ABSTRACT
Centre for Clinical Pharmacology, University College London, 140 Tottenham Court Road, London, W1P 9LN, UK Tel/Fax: 0171 209 6351; E-mail: a.hingorani@ucl.ac.uk
INTRODUCTION
In 1980 Furchgott and Zawadzki reported the observation that vascular relaxation induced by acetylcholine was dependent on the presence of the endothelial lining of the blood vessel (Furchgott and Zawadzki, 1980) If the endothelium was removed, the relaxation to acetylcholine was abolished whereas the contractile response to noradrenaline and the dilator response to glyceryl trinitrate were both preserved.

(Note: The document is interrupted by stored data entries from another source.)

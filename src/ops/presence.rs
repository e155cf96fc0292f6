//! Presence: here-now, where-now, set/get state, and the heartbeat
//! transaction auto-heartbeat periodically re-issues.

use pn_protocol::Outcome;

use crate::config::PubNubConfig;
use crate::fsm::Request;
use crate::sign::QueryBuilder;

pub fn here_now(config: &PubNubConfig, channels: &[String], now_unix: i64) -> Request {
    let path = format!(
        "/v2/presence/sub-key/{sub_key}/channel/{chans}",
        sub_key = config.keys.subscribe_key,
        chans = crate::sign::percent_encode(&channels.join(",")),
    );
    super::build_request(config, "GET", path, QueryBuilder::new(config), None, now_unix)
}

pub fn global_here_now(config: &PubNubConfig, now_unix: i64) -> Request {
    let path = format!("/v2/presence/sub-key/{sub_key}", sub_key = config.keys.subscribe_key);
    super::build_request(config, "GET", path, QueryBuilder::new(config), None, now_unix)
}

pub fn where_now(config: &PubNubConfig, uuid: &str, now_unix: i64) -> Request {
    let path = format!(
        "/v2/presence/sub-key/{sub_key}/uuid/{uuid}",
        sub_key = config.keys.subscribe_key,
        uuid = crate::sign::percent_encode(uuid),
    );
    super::build_request(config, "GET", path, QueryBuilder::new(config), None, now_unix)
}

pub fn set_state(
    config: &PubNubConfig,
    channels: &[String],
    state_json: &str,
    now_unix: i64,
) -> Request {
    let path = format!(
        "/v2/presence/sub-key/{sub_key}/channel/{chans}/uuid/{uuid}/data",
        sub_key = config.keys.subscribe_key,
        chans = crate::sign::percent_encode(&channels.join(",")),
        uuid = crate::sign::percent_encode(&config.user_id),
    );
    let query = QueryBuilder::new(config).push("state", state_json.to_owned());
    super::build_request(config, "GET", path, query, None, now_unix)
}

pub fn get_state(config: &PubNubConfig, channels: &[String], uuid: &str, now_unix: i64) -> Request {
    let path = format!(
        "/v2/presence/sub-key/{sub_key}/channel/{chans}/uuid/{uuid}",
        sub_key = config.keys.subscribe_key,
        chans = crate::sign::percent_encode(&channels.join(",")),
        uuid = crate::sign::percent_encode(uuid),
    );
    super::build_request(config, "GET", path, QueryBuilder::new(config), None, now_unix)
}

pub fn heartbeat(
    config: &PubNubConfig,
    channels: &[String],
    channel_groups: &[String],
    now_unix: i64,
) -> Request {
    let chans = if channels.is_empty() { ",".to_owned() } else { channels.join(",") };
    let path = format!(
        "/v2/presence/sub-key/{sub_key}/channel/{chans}/heartbeat",
        sub_key = config.keys.subscribe_key,
        chans = crate::sign::percent_encode(&chans),
    );
    let mut query = QueryBuilder::new(config);
    if !channel_groups.is_empty() {
        query = query.push("channel-group", channel_groups.join(","));
    }
    super::build_request(config, "GET", path, query, None, now_unix)
}

pub fn parse_data_response(body: &[u8]) -> Result<serde_json::Value, Outcome> {
    let data = super::parse_generic(body)?;
    serde_json::from_slice(data).map_err(|_| Outcome::FormatError)
}
//! Incremental chunked transfer-encoding decoder (RFC 7230 §4.1). Trailer
//! headers are read and discarded; nothing downstream needs them.

use crate::error::HttpError;

#[derive(Debug, Clone, Copy, PartialEq, Eq)]
enum State {
    Size,
    Data(usize),
    DataCrlf,
    Trailer,
    Done,
}

pub struct ChunkedDecoder {
    buf: Vec<u8>,
    state: State,
}

impl Default for ChunkedDecoder {
    fn default() -> Self {
        Self::new()
    }
}

impl ChunkedDecoder {
    pub fn new() -> Self {
        ChunkedDecoder {
            buf: Vec::new(),
            state: State::Size,
        }
    }

    pub fn is_done(&self) -> bool {
        self.state == State::Done
    }

    /// Feed more raw body bytes, appending decoded data to `out`.
    /// Returns `Ok(true)` once the terminating chunk and trailer have
    /// been consumed, `Ok(false)` if more input is needed.
    pub fn feed(&mut self, input: &[u8], out: &mut Vec<u8>, max_len: usize) -> Result<bool, HttpError> {
        self.buf.extend_from_slice(input);
        loop {
            match self.state {
                State::Done => return Ok(true),
                State::Size => {
                    let Some(pos) = find_crlf(&self.buf) else {
                        return Ok(false);
                    };
                    let line = &self.buf[..pos];
                    let size_field = match line.iter().position(|&b| b == b';') {
                        Some(semi) => &line[..semi],
                        None => line,
                    };
                    let size_str = std::str::from_utf8(size_field).map_err(|_| HttpError::ChunkedFraming)?;
                    let size =
                        usize::from_str_radix(size_str.trim(), 16).map_err(|_| HttpError::ChunkedFraming)?;
                    self.buf.drain(..pos + 2);
                    self.state = if size == 0 { State::Trailer } else { State::Data(size) };
                }
                State::Data(remaining) => {
                    if self.buf.is_empty() {
                        return Ok(false);
                    }
                    let take = remaining.min(self.buf.len());
                    if out.len() + take > max_len {
                        return Err(HttpError::ReplyTooBig);
                    }
                    out.extend_from_slice(&self.buf[..take]);
                    self.buf.drain(..take);
                    let left = remaining - take;
                    if left > 0 {
                        self.state = State::Data(left);
                        return Ok(false);
                    }
                    self.state = State::DataCrlf;
                }
                State::DataCrlf => {
                    if self.buf.len() < 2 {
                        return Ok(false);
                    }
                    if &self.buf[..2] != b"\r\n" {
                        return Err(HttpError::ChunkedFraming);
                    }
                    self.buf.drain(..2);
                    self.state = State::Size;
                }
                State::Trailer => {
                    let Some(pos) = find_crlf(&self.buf) else {
                        return Ok(false);
                    };
                    if pos == 0 {
                        self.buf.drain(..2);
                        self.state = State::Done;
                        return Ok(true);
                    }
                    self.buf.drain(..pos + 2);
                }
            }
        }
    }
}

fn find_crlf(buf: &[u8]) -> Option<usize> {
    buf.windows(2).position(|w| w == b"\r\n")
}

#[cfg(test)]
mod tests {
    use super::*;

    #[test]
    fn decodes_single_chunk_in_one_feed() {
        let mut decoder = ChunkedDecoder::new();
        let mut out = Vec::new();
        let done = decoder
            .feed(b"5\r\nhello\r\n0\r\n\r\n", &mut out, 1024)
            .unwrap();
        assert!(done);
        assert_eq!(out, b"hello");
    }

    #[test]
    fn decodes_multiple_chunks() {
        let mut decoder = ChunkedDecoder::new();
        let mut out = Vec::new();
        let done = decoder
            .feed(b"4\r\nwiki\r\n5\r\npedia\r\n0\r\n\r\n", &mut out, 1024)
            .unwrap();
        assert!(done);
        assert_eq!(out, b"wikipedia");
    }

    #[test]
    fn handles_chunk_extensions() {
        let mut decoder = ChunkedDecoder::new();
        let mut out = Vec::new();
        let done = decoder
            .feed(b"5;ext=1\r\nhello\r\n0\r\n\r\n", &mut out, 1024)
            .unwrap();
        assert!(done);
        assert_eq!(out, b"hello");
    }

    #[test]
    fn handles_byte_by_byte_feeding() {
        let mut decoder = ChunkedDecoder::new();
        let mut out = Vec::new();
        let whole = b"5\r\nhello\r\n0\r\n\r\n";
        let mut done = false;
        for byte in whole {
            done = decoder.feed(&[*byte], &mut out, 1024).unwrap();
        }
        assert!(done);
        assert_eq!(out, b"hello");
    }

    #[test]
    fn discards_trailer_headers() {
        let mut decoder = ChunkedDecoder::new();
        let mut out = Vec::new();
        let done = decoder
            .feed(b"3\r\nfoo\r\n0\r\nX-Trailer: value\r\n\r\n", &mut out, 1024)
            .unwrap();
        assert!(done);
        assert_eq!(out, b"foo");
    }

    #[test]
    fn rejects_non_hex_chunk_size() {
        let mut decoder = ChunkedDecoder::new();
        let mut out = Vec::new();
        assert_eq!(
            decoder.feed(b"zz\r\ndata\r\n", &mut out, 1024),
            Err(HttpError::ChunkedFraming)
        );
    }

    #[test]
    fn rejects_oversized_body() {
        let mut decoder = ChunkedDecoder::new();
        let mut out = Vec::new();
        assert_eq!(
            decoder.feed(b"5\r\nhello\r\n0\r\n\r\n", &mut out, 3),
            Err(HttpError::ReplyTooBig)
        );
    }
}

Endothelium-dependent relaxation to acetylcholine was shown to be mediated by the release of an unstable, diffusible factor (endothelium-derived relaxant factor; EDRF) which had a biological half-life of a few seconds (Furchgott, 1984; Furchgott, 1990) Subsequently the dilator responses to a variety of other agonists including bradykinin, substance P, adenosine diphosphate, 5hydroxytryptamine, ß-agonists and certain neuropeptides were also shown to be endotheliumdependent and mediated by EDRF (Moncada et al., 1991). The release of EDRF was also shown to attenuate the response to certain endogenous vasoconstrictors (Martin et al., 1986).